Adenosine is a powerful central neuromodulator acting via opposing A(1) (inhibitor) and A(2a) (activator) receptors. However, in the nucleus of the solitary tract (NTS), both adenosine receptor subtypes attenuate cardiopulmonary chemoreflex (CCR) sympathoinhibition of renal, adrenal, and lumbar sympathetic nerve activity and attenuate reflex decreases in arterial pressure and heart rate.
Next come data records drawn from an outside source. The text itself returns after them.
//! Joint-name conventions used to complete a partial [`BoneMapping`].

use std::hash::Hash;

use bevy::{
    log::debug,
    reflect::{Reflect, std_traits::ReflectDefault},
};
use regex::{Regex, escape};
use serde::{Deserialize, Serialize};

use super::{
    bones::{FingerBone, HumanBone, Side},
    map::BoneMapping,
    skeleton::Skeleton,
};
use crate::errors::ValidationError;

#[derive(Debug, Reflect, Serialize, Deserialize, Clone, Hash, PartialEq, Eq)]
#[reflect(Default)]
#[serde(default)]
pub struct PatternMapperConfig {
    pub key_left: String,
    pub key_right: String,
    pub pattern_before: String,
    pub pattern_after: String,
}

impl Default for PatternMapperConfig {
    fn default() -> Self {
        Self {
            key_left: "L".into(),
            key_right: "R".into(),
            pattern_before: r"^.*".into(),
            pattern_after: r"$".into(),
        }
    }
}

impl PatternMapperConfig {
    pub fn build(&self) -> Result<PatternMapper, ValidationError> {
        let regex = Regex::new(&format!(
            "({})({}|{})({})",
            &self.pattern_before,
            escape(&self.key_left),
            escape(&self.key_right),
            &self.pattern_after,
        ))
        .map_err(|error| ValidationError::InvalidPattern(error.to_string()))?;

        Ok(PatternMapper {
            config: self.clone(),
            regex,
        })
    }
}

/// Swaps the side key of a joint name, e.g. `upper_arm.L` and `upper_arm.R`.
#[derive(Debug, Clone)]
pub struct PatternMapper {
    config: PatternMapperConfig,
    regex: Regex,
}

impl Hash for PatternMapper {
    fn hash<H: std::hash::Hasher>(&self, state: &mut H) {
        self.config.hash(state);
    }
}

impl Serialize for PatternMapper {
    fn serialize<S>(&self, serializer: S) -> Result<S::Ok, S::Error>
    where
        S: serde::Serializer,
    {
        self.config.serialize(serializer)
    }
}

impl<'de> Deserialize<'de> for PatternMapper {
    fn deserialize<D>(deserializer: D) -> Result<Self, D::Error>
    where
        D: serde::Deserializer<'de>,
    {
        PatternMapperConfig::deserialize(deserializer)?
            .build()
            .map_err(serde::de::Error::custom)
    }
}

impl PatternMapper {
    pub fn config(&self) -> &PatternMapperConfig {
        &self.config
    }

    /// Name of the opposite-side joint, or `None` if `input` has no side key.
    pub fn flip(&self, input: &str) -> Option<String> {
        let captures = self.regex.captures(input)?;
        let key_capture = captures.get(2)?.as_str();
        let replacement_key = if key_capture == self.config.key_left {
            &self.config.key_right
        } else {
            &self.config.key_left
        };
        Some(
            self.regex
                .replace(input, format!("${{1}}{replacement_key}${{3}}"))
                .into(),
        )
    }

    /// Fills unmapped sided bones from their mapped mirror, when the flipped joint name exists in
    /// `skeleton` and is not mapped yet. Returns how many bones were added.
    pub fn complete_mapping(&self, mapping: &mut BoneMapping, skeleton: &Skeleton) -> usize {
        let mut added = 0;
        let mut taken: Vec<String> = mapping
            .bones
            .values()
            .chain(mapping.left_hand.values())
            .chain(mapping.right_hand.values())
            .cloned()
            .collect();

        let candidate = |name: &str, taken: &mut Vec<String>| -> Option<String> {
            let flipped = self.flip(name)?;
            if skeleton.index_of(&flipped).is_none() || taken.contains(&flipped) {
                return None;
            }
            taken.push(flipped.clone());
            Some(flipped)
        };

        for bone in HumanBone::ALL {
            if bone.side() == Side::Center || mapping.bones.contains_key(&bone) {
                continue;
            }
            let Some(source) = mapping.bones.get(&bone.mirror()).cloned() else {
                continue;
            };
            if let Some(flipped) = candidate(&source, &mut taken) {
                debug!("Mapped {bone:?} to {flipped} by mirroring {source}");
                mapping.bones.insert(bone, flipped);
                added += 1;
            }
        }

        for side in [Side::Left, Side::Right] {
            for finger in FingerBone::ALL {
                if mapping.hand(side).contains_key(&finger) {
                    continue;
                }
                let Some(source) = mapping.hand(side.mirror()).get(&finger).cloned() else {
                    continue;
                };
                if let Some(flipped) = candidate(&source, &mut taken) {
                    mapping.hand_mut(side).insert(finger, flipped);
                    added += 1;
                }
            }
        }

        added
    }
}

#[cfg(test)]
mod test {
    use super::*;
    use crate::humanoid::reference::{reference_mapping, reference_skeleton};

    #[test]
    fn test_flip() {
        let mapper = PatternMapperConfig::default().build().unwrap();
        assert_eq!(mapper.flip("upper_arm.L").as_deref(), Some("upper_arm.R"));
        assert_eq!(mapper.flip("thumb_01.R").as_deref(), Some("thumb_01.L"));
        assert_eq!(mapper.flip("spine"), None);
    }

    #[test]
    fn test_custom_keys() {
        let mapper = PatternMapperConfig {
            key_left: "Left".into(),
            key_right: "Right".into(),
            pattern_before: "^(?:mixamorig:)?".into(),
            pattern_after: ".*$".into(),
        }
        .build()
        .unwrap();
        assert_eq!(
            mapper.flip("mixamorig:LeftForeArm").as_deref(),
            Some("mixamorig:RightForeArm")
        );
    }

    #[test]
    fn test_invalid_pattern() {
        let error = PatternMapperConfig {
            pattern_before: "(".into(),
            ..Default::default()
        }
        .build()
        .unwrap_err();
        assert!(matches!(error, ValidationError::InvalidPattern(_)));
    }

    #[test]
    fn test_complete_mapping_mirrors_missing_side() {
        let skeleton = reference_skeleton().unwrap();
        let full = reference_mapping();
        let mut partial = full.clone();
        for bone in HumanBone::ALL {
            if bone.side() == Side::Right {
                partial.bones.shift_remove(&bone);
            }
        }
        partial.right_hand.clear();

        let mapper = PatternMapperConfig::default().build().unwrap();
        let added = mapper.complete_mapping(&mut partial, &skeleton);

        assert_eq!(added, 9 + 15);
        for bone in HumanBone::ALL {
            assert_eq!(partial.bones.get(&bone), full.bones.get(&bone), "{bone:?}");
        }
        assert_eq!(partial.hand(Side::Right).len(), 15);
    }

    #[test]
    fn test_serde_through_config() {
        let mapper = PatternMapperConfig::default().build().unwrap();
        let serialized = ron::to_string(&mapper).unwrap();
        let restored: PatternMapper = ron::from_str(&serialized).unwrap();
        assert_eq!(restored.config(), mapper.config());
    }
}
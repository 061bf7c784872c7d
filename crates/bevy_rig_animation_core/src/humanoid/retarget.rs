//! Conversion between generic humanoid poses and concrete skeleton poses.

use bevy::{math::Vec3, transform::components::Transform};

use super::{
    bones::{FingerBone, Goal, HumanBone, Side},
    map::HumanoidMap,
};
use crate::pose::{Pose, SkeletonPose, algebra::quat_weight};

fn read_values(values: &[f32], indices: [Option<usize>; 3]) -> Vec3 {
    let read = |index: Option<usize>| index.and_then(|i| values.get(i).copied()).unwrap_or(0.);
    Vec3::new(read(indices[0]), read(indices[1]), read(indices[2]))
}

fn write_values(values: &mut [f32], indices: [Option<usize>; 3], decoded: Vec3) {
    for (axis, index) in indices.into_iter().enumerate() {
        if let Some(slot) = index.and_then(|i| values.get_mut(i)) {
            *slot = decoded[axis];
        }
    }
}

impl HumanoidMap {
    /// Writes the local transforms of every mapped joint for a generic pose.
    ///
    /// Unmapped joints keep their rest transforms. Goals are ignored here; they only feed IK.
    pub fn to_skeleton(&self, pose: &Pose, out: &mut SkeletonPose) {
        out.locals.clone_from(&self.rest_locals().locals);

        if let Some(hips) = self.joint(HumanBone::Hips) {
            let rest = self.rest_globals()[hips];
            let global = Transform {
                translation: pose.root.translation * self.scale(),
                rotation: pose.root.rotation * rest.rotation,
                scale: rest.scale,
            };
            let local = *self.hips_parent_inverse() * global;
            out.locals[hips].translation = local.translation;
            out.locals[hips].rotation = local.rotation.normalize();
        }

        for bone in HumanBone::ALL.into_iter().skip(1) {
            let (Some(joint), Some(axes)) = (self.joint(bone), self.axes(bone)) else {
                continue;
            };
            let values = read_values(&pose.dofs, bone.definition().dofs);
            out.locals[joint].rotation = axes.from_axes(values);
        }

        for entry in self.redistribution() {
            let Some(joint) = self.joint(entry.target) else {
                continue;
            };
            let values = read_values(&pose.dofs, entry.bone.definition().dofs);
            let contribution = quat_weight(entry.axes.from_axes(values), entry.ratio);
            out.locals[joint].rotation = (out.locals[joint].rotation * contribution).normalize();
        }

        for side in [Side::Left, Side::Right] {
            let hand = self.hand_map(side);
            let values = &pose.hand(side).dofs;
            for finger in FingerBone::ALL {
                if let Some(joint) = hand.joints[finger.index()] {
                    out.locals[joint].rotation =
                        hand.axes[finger.index()].from_axes(read_values(values, finger.dofs()));
                }
            }
        }
    }

    /// Reads the generic pose of a skeleton pose. DoFs of unmapped bones read as zero.
    pub fn from_skeleton(&self, skeleton_pose: &SkeletonPose, out: &mut Pose) {
        let mut globals = Vec::with_capacity(self.skeleton().len());
        self.skeleton().compute_globals(skeleton_pose, &mut globals);
        let local_rotation = |joint: usize| {
            skeleton_pose
                .locals
                .get(joint)
                .map(|local| local.rotation)
                .unwrap_or(self.rest_locals().locals[joint].rotation)
        };

        if let Some(hips) = self.joint(HumanBone::Hips) {
            let rest = self.rest_globals()[hips];
            out.root = Transform {
                translation: globals[hips].translation / self.scale(),
                rotation: (globals[hips].rotation * rest.rotation.inverse()).normalize(),
                scale: Vec3::ONE,
            };
        }

        out.dofs.fill(0.);
        for bone in HumanBone::ALL.into_iter().skip(1) {
            let (Some(joint), Some(axes)) = (self.joint(bone), self.axes(bone)) else {
                continue;
            };
            let decoded = axes.to_axes(local_rotation(joint));
            write_values(&mut out.dofs, bone.definition().dofs, decoded);
        }

        for goal in Goal::ALL {
            let transform = self
                .joint(goal.bone())
                .and_then(|joint| self.goal_from_character(goal, &globals[joint]))
                .unwrap_or(Transform::IDENTITY);
            out.goals[goal.index()] = transform;
        }

        for side in [Side::Left, Side::Right] {
            let hand = self.hand_map(side);
            let values = &mut out.hand_mut(side).dofs;
            values.fill(0.);
            for finger in FingerBone::ALL {
                if let Some(joint) = hand.joints[finger.index()] {
                    let decoded = hand.axes[finger.index()].to_axes(local_rotation(joint));
                    write_values(values, finger.dofs(), decoded);
                }
            }
        }
    }
}
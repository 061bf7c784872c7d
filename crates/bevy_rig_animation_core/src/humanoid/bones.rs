use bevy::{math::Vec3, reflect::Reflect};
use serde::{Deserialize, Serialize};

use super::{axes::AxesKind, dof};
use crate::mask::BodyPart;

#[derive(Reflect, Clone, Copy, Debug, PartialEq, Eq, Hash, PartialOrd, Ord, Serialize, Deserialize)]
pub enum Side {
    Left,
    Right,
    Center,
}

impl Side {
    pub fn mirror(self) -> Self {
        match self {
            Self::Left => Self::Right,
            Self::Right => Self::Left,
            Self::Center => Self::Center,
        }
    }
}

/// Body bones of the generic humanoid.
#[derive(Reflect, Clone, Copy, Debug, PartialEq, Eq, Hash, PartialOrd, Ord, Serialize, Deserialize)]
pub enum HumanBone {
    Hips,
    LeftUpperLeg,
    RightUpperLeg,
    LeftLowerLeg,
    RightLowerLeg,
    LeftFoot,
    RightFoot,
    Spine,
    Chest,
    UpperChest,
    Neck,
    Head,
    LeftShoulder,
    RightShoulder,
    LeftUpperArm,
    RightUpperArm,
    LeftLowerArm,
    RightLowerArm,
    LeftHand,
    RightHand,
    LeftToes,
    RightToes,
    LeftEye,
    RightEye,
    Jaw,
}

pub const HUMAN_BONE_COUNT: usize = 25;

/// Fallback for a bone's canonical X axis when none of its chain children is mapped.
#[derive(Clone, Copy, Debug, PartialEq, Eq)]
pub enum BoneDirection {
    /// Continue the direction from the parent joint to this joint.
    FromParent,
    /// Point along the character's forward axis.
    Forward,
}

/// Character-space axis the canonical Z (bend) axis is derived from.
#[derive(Clone, Copy, Debug, PartialEq, Eq)]
pub enum BendReference {
    Side,
    Forward,
}

impl BendReference {
    pub fn axis(self) -> Vec3 {
        match self {
            Self::Side => Vec3::X,
            Self::Forward => Vec3::Z,
        }
    }
}

/// Constant description of one humanoid bone.
#[derive(Clone, Copy, Debug)]
pub struct BoneDefinition {
    pub parent: Option<HumanBone>,
    pub required: bool,
    pub side: Side,
    pub part: BodyPart,
    pub kind: AxesKind,
    /// DoF driving the X, Y and Z canonical axes.
    pub dofs: [Option<usize>; 3],
    /// Bones the canonical X axis points at, first mapped one wins.
    pub chain: &'static [HumanBone],
    pub direction: BoneDirection,
    pub bend: BendReference,
    /// Fraction of body mass, used for the mass-center height.
    pub mass: f32,
    /// Share of a missing bone's rotation moved onto its nearest mapped ancestor.
    pub redistribution: f32,
}

use HumanBone as B;

/// The upper chest also carries the other arm and the neck, so it only takes part of a missing
/// shoulder's rotation.
pub const SHOULDER_REDISTRIBUTION: f32 = 0.5;

const fn bone(
    parent: Option<HumanBone>,
    required: bool,
    side: Side,
    part: BodyPart,
    kind: AxesKind,
    dofs: [Option<usize>; 3],
    chain: &'static [HumanBone],
    direction: BoneDirection,
    bend: BendReference,
    mass: f32,
    redistribution: f32,
) -> BoneDefinition {
    BoneDefinition {
        parent,
        required,
        side,
        part,
        kind,
        dofs,
        chain,
        direction,
        bend,
        mass,
        redistribution,
    }
}

const fn leg(side: Side, parent: HumanBone, chain: &'static [HumanBone], dofs: [Option<usize>; 3], kind: AxesKind, mass: f32, required: bool, direction: BoneDirection) -> BoneDefinition {
    let part = match side {
        Side::Left => BodyPart::LeftLeg,
        _ => BodyPart::RightLeg,
    };
    bone(Some(parent), required, side, part, kind, dofs, chain, direction, BendReference::Side, mass, 0.)
}

const fn arm(side: Side, parent: HumanBone, chain: &'static [HumanBone], dofs: [Option<usize>; 3], kind: AxesKind, mass: f32, required: bool, redistribution: f32) -> BoneDefinition {
    let part = match side {
        Side::Left => BodyPart::LeftArm,
        _ => BodyPart::RightArm,
    };
    bone(Some(parent), required, side, part, kind, dofs, chain, BoneDirection::FromParent, BendReference::Forward, mass, redistribution)
}

const fn trunk(parent: HumanBone, chain: &'static [HumanBone], dofs: [Option<usize>; 3], part: BodyPart, mass: f32, required: bool, redistribution: f32) -> BoneDefinition {
    bone(Some(parent), required, Side::Center, part, AxesKind::ZYRoll, dofs, chain, BoneDirection::FromParent, BendReference::Side, mass, redistribution)
}

const fn eye(side: Side, dofs: [Option<usize>; 3]) -> BoneDefinition {
    bone(Some(B::Head), false, side, BodyPart::Head, AxesKind::EulerXYZ, dofs, &[], BoneDirection::Forward, BendReference::Side, 0., 0.)
}

const fn some3(x: Option<usize>, y: usize, z: usize) -> [Option<usize>; 3] {
    [x, Some(y), Some(z)]
}

#[rustfmt::skip]
pub const BONE_DEFINITIONS: [BoneDefinition; HUMAN_BONE_COUNT] = [
    // Hips
    bone(None, true, Side::Center, BodyPart::Root, AxesKind::ZYRoll, [None; 3], &[B::Spine], BoneDirection::FromParent, BendReference::Side, 0.142, 0.),
    // Upper legs
    leg(Side::Left, B::Hips, &[B::LeftLowerLeg], some3(Some(dof::LEFT_UPPER_LEG_TWIST), dof::LEFT_UPPER_LEG_IN_OUT, dof::LEFT_UPPER_LEG_FRONT_BACK), AxesKind::RollZY, 0.1, true, BoneDirection::FromParent),
    leg(Side::Right, B::Hips, &[B::RightLowerLeg], some3(Some(dof::RIGHT_UPPER_LEG_TWIST), dof::RIGHT_UPPER_LEG_IN_OUT, dof::RIGHT_UPPER_LEG_FRONT_BACK), AxesKind::RollZY, 0.1, true, BoneDirection::FromParent),
    // Lower legs
    leg(Side::Left, B::LeftUpperLeg, &[B::LeftFoot], [Some(dof::LEFT_LOWER_LEG_TWIST), None, Some(dof::LEFT_LOWER_LEG_STRETCH)], AxesKind::ZYRoll, 0.0465, true, BoneDirection::FromParent),
    leg(Side::Right, B::RightUpperLeg, &[B::RightFoot], [Some(dof::RIGHT_LOWER_LEG_TWIST), None, Some(dof::RIGHT_LOWER_LEG_STRETCH)], AxesKind::ZYRoll, 0.0465, true, BoneDirection::FromParent),
    // Feet
    leg(Side::Left, B::LeftLowerLeg, &[B::LeftToes], some3(None, dof::LEFT_FOOT_TWIST, dof::LEFT_FOOT_UP_DOWN), AxesKind::ZYRoll, 0.0145, true, BoneDirection::Forward),
    leg(Side::Right, B::RightLowerLeg, &[B::RightToes], some3(None, dof::RIGHT_FOOT_TWIST, dof::RIGHT_FOOT_UP_DOWN), AxesKind::ZYRoll, 0.0145, true, BoneDirection::Forward),
    // Spine, Chest, UpperChest
    trunk(B::Hips, &[B::Chest, B::UpperChest, B::Neck, B::Head], some3(Some(dof::SPINE_TWIST), dof::SPINE_LEFT_RIGHT, dof::SPINE_FRONT_BACK), BodyPart::Body, 0.139, true, 0.),
    trunk(B::Spine, &[B::UpperChest, B::Neck, B::Head], some3(Some(dof::CHEST_TWIST), dof::CHEST_LEFT_RIGHT, dof::CHEST_FRONT_BACK), BodyPart::Body, 0.108, false, 1.),
    trunk(B::Chest, &[B::Neck, B::Head], some3(Some(dof::UPPER_CHEST_TWIST), dof::UPPER_CHEST_LEFT_RIGHT, dof::UPPER_CHEST_FRONT_BACK), BodyPart::Body, 0.108, false, 1.),
    // Neck, Head
    trunk(B::UpperChest, &[B::Head], some3(Some(dof::NECK_TURN), dof::NECK_TILT, dof::NECK_NOD), BodyPart::Head, 0.011, false, 1.),
    trunk(B::Neck, &[], some3(Some(dof::HEAD_TURN), dof::HEAD_TILT, dof::HEAD_NOD), BodyPart::Head, 0.07, true, 0.),
    // Shoulders
    arm(Side::Left, B::UpperChest, &[B::LeftUpperArm], some3(None, dof::LEFT_SHOULDER_FRONT_BACK, dof::LEFT_SHOULDER_DOWN_UP), AxesKind::RollZY, 0., false, SHOULDER_REDISTRIBUTION),
    arm(Side::Right, B::UpperChest, &[B::RightUpperArm], some3(None, dof::RIGHT_SHOULDER_FRONT_BACK, dof::RIGHT_SHOULDER_DOWN_UP), AxesKind::RollZY, 0., false, SHOULDER_REDISTRIBUTION),
    // Upper arms
    arm(Side::Left, B::LeftShoulder, &[B::LeftLowerArm], some3(Some(dof::LEFT_ARM_TWIST), dof::LEFT_ARM_FRONT_BACK, dof::LEFT_ARM_DOWN_UP), AxesKind::RollZY, 0.028, true, 0.),
    arm(Side::Right, B::RightShoulder, &[B::RightLowerArm], some3(Some(dof::RIGHT_ARM_TWIST), dof::RIGHT_ARM_FRONT_BACK, dof::RIGHT_ARM_DOWN_UP), AxesKind::RollZY, 0.028, true, 0.),
    // Lower arms
    arm(Side::Left, B::LeftUpperArm, &[B::LeftHand], [Some(dof::LEFT_FOREARM_TWIST), None, Some(dof::LEFT_FOREARM_STRETCH)], AxesKind::ZYRoll, 0.016, true, 0.),
    arm(Side::Right, B::RightUpperArm, &[B::RightHand], [Some(dof::RIGHT_FOREARM_TWIST), None, Some(dof::RIGHT_FOREARM_STRETCH)], AxesKind::ZYRoll, 0.016, true, 0.),
    // Hands
    arm(Side::Left, B::LeftLowerArm, &[], some3(None, dof::LEFT_HAND_IN_OUT, dof::LEFT_HAND_DOWN_UP), AxesKind::ZYRoll, 0.006, true, 0.),
    arm(Side::Right, B::RightLowerArm, &[], some3(None, dof::RIGHT_HAND_IN_OUT, dof::RIGHT_HAND_DOWN_UP), AxesKind::ZYRoll, 0.006, true, 0.),
    // Toes
    leg(Side::Left, B::LeftFoot, &[], [None, None, Some(dof::LEFT_TOES_UP_DOWN)], AxesKind::ZYRoll, 0., false, BoneDirection::Forward),
    leg(Side::Right, B::RightFoot, &[], [None, None, Some(dof::RIGHT_TOES_UP_DOWN)], AxesKind::ZYRoll, 0., false, BoneDirection::Forward),
    // Eyes, Jaw
    eye(Side::Left, some3(None, dof::LEFT_EYE_IN_OUT, dof::LEFT_EYE_DOWN_UP)),
    eye(Side::Right, some3(None, dof::RIGHT_EYE_IN_OUT, dof::RIGHT_EYE_DOWN_UP)),
    bone(Some(B::Head), false, Side::Center, BodyPart::Head, AxesKind::EulerXYZ, some3(None, dof::JAW_LEFT_RIGHT, dof::JAW_CLOSE), &[], BoneDirection::Forward, BendReference::Side, 0., 0.),
];

impl HumanBone {
    pub const ALL: [HumanBone; HUMAN_BONE_COUNT] = [
        B::Hips,
        B::LeftUpperLeg,
        B::RightUpperLeg,
        B::LeftLowerLeg,
        B::RightLowerLeg,
        B::LeftFoot,
        B::RightFoot,
        B::Spine,
        B::Chest,
        B::UpperChest,
        B::Neck,
        B::Head,
        B::LeftShoulder,
        B::RightShoulder,
        B::LeftUpperArm,
        B::RightUpperArm,
        B::LeftLowerArm,
        B::RightLowerArm,
        B::LeftHand,
        B::RightHand,
        B::LeftToes,
        B::RightToes,
        B::LeftEye,
        B::RightEye,
        B::Jaw,
    ];

    pub fn index(self) -> usize {
        self as usize
    }

    pub fn from_index(index: usize) -> Option<Self> {
        Self::ALL.get(index).copied()
    }

    pub fn definition(self) -> &'static BoneDefinition {
        &BONE_DEFINITIONS[self.index()]
    }

    pub fn parent(self) -> Option<HumanBone> {
        self.definition().parent
    }

    pub fn is_required(self) -> bool {
        self.definition().required
    }

    pub fn side(self) -> Side {
        self.definition().side
    }

    pub fn body_part(self) -> BodyPart {
        self.definition().part
    }

    pub fn mirror(self) -> HumanBone {
        match self {
            B::LeftUpperLeg => B::RightUpperLeg,
            B::RightUpperLeg => B::LeftUpperLeg,
            B::LeftLowerLeg => B::RightLowerLeg,
            B::RightLowerLeg => B::LeftLowerLeg,
            B::LeftFoot => B::RightFoot,
            B::RightFoot => B::LeftFoot,
            B::LeftShoulder => B::RightShoulder,
            B::RightShoulder => B::LeftShoulder,
            B::LeftUpperArm => B::RightUpperArm,
            B::RightUpperArm => B::LeftUpperArm,
            B::LeftLowerArm => B::RightLowerArm,
            B::RightLowerArm => B::LeftLowerArm,
            B::LeftHand => B::RightHand,
            B::RightHand => B::LeftHand,
            B::LeftToes => B::RightToes,
            B::RightToes => B::LeftToes,
            B::LeftEye => B::RightEye,
            B::RightEye => B::LeftEye,
            other => other,
        }
    }

    /// Sign applied to each canonical axis angle so that mirrored motion has equal DoF values on
    /// both sides.
    pub fn axis_sign(self) -> Vec3 {
        let definition = self.definition();
        match (definition.side, definition.bend) {
            (Side::Right, BendReference::Forward) => Vec3::new(-1., 1., -1.),
            (Side::Right, BendReference::Side) => Vec3::new(-1., -1., 1.),
            _ => Vec3::ONE,
        }
    }
}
Adenosine A(1) receptors inhibit glutamatergic transmission in the CCR pathway, whereas adenosine A(2a) receptors most likely facilitate release of an unknown inhibitory neurotransmitter, which, in turn, inhibits the CCR. We hypothesized that adenosine A2a receptors inhibit the CCR via facilitation of GABA release in the NTS. In urethane-chloralose-anesthetized rats (n = 51), we compared regional sympathetic responses evoked by stimulation of the CCR with right atrial injections of the 5-HT3 receptor agonist phenylbiguanide (1-8 mu g/kg) before and after selective stimulation of NTS adenosine A(2a) receptors [microinjections into the NTS of CGS-21680 (20 pmol/50 nl)] preceded by blockade of GABA(A) or GABA(B) receptors in the NTS [bicuculline (10 pmol/100 nl) or SCH-50911 (1 nmol/100 nl)]. Blockade of GABAA receptors virtually abolished adenosine A(2a) receptor-mediated inhibition of the CCR. GABA(B) receptors had much weaker but significant effects. These effects were similar for the different sympathetic outputs. We conclude that stimulation of NTS adenosine A(2a) receptors inhibits CCR-evoked hemodynamic and regional sympathetic reflex responses via a GABA-ergic mechanism.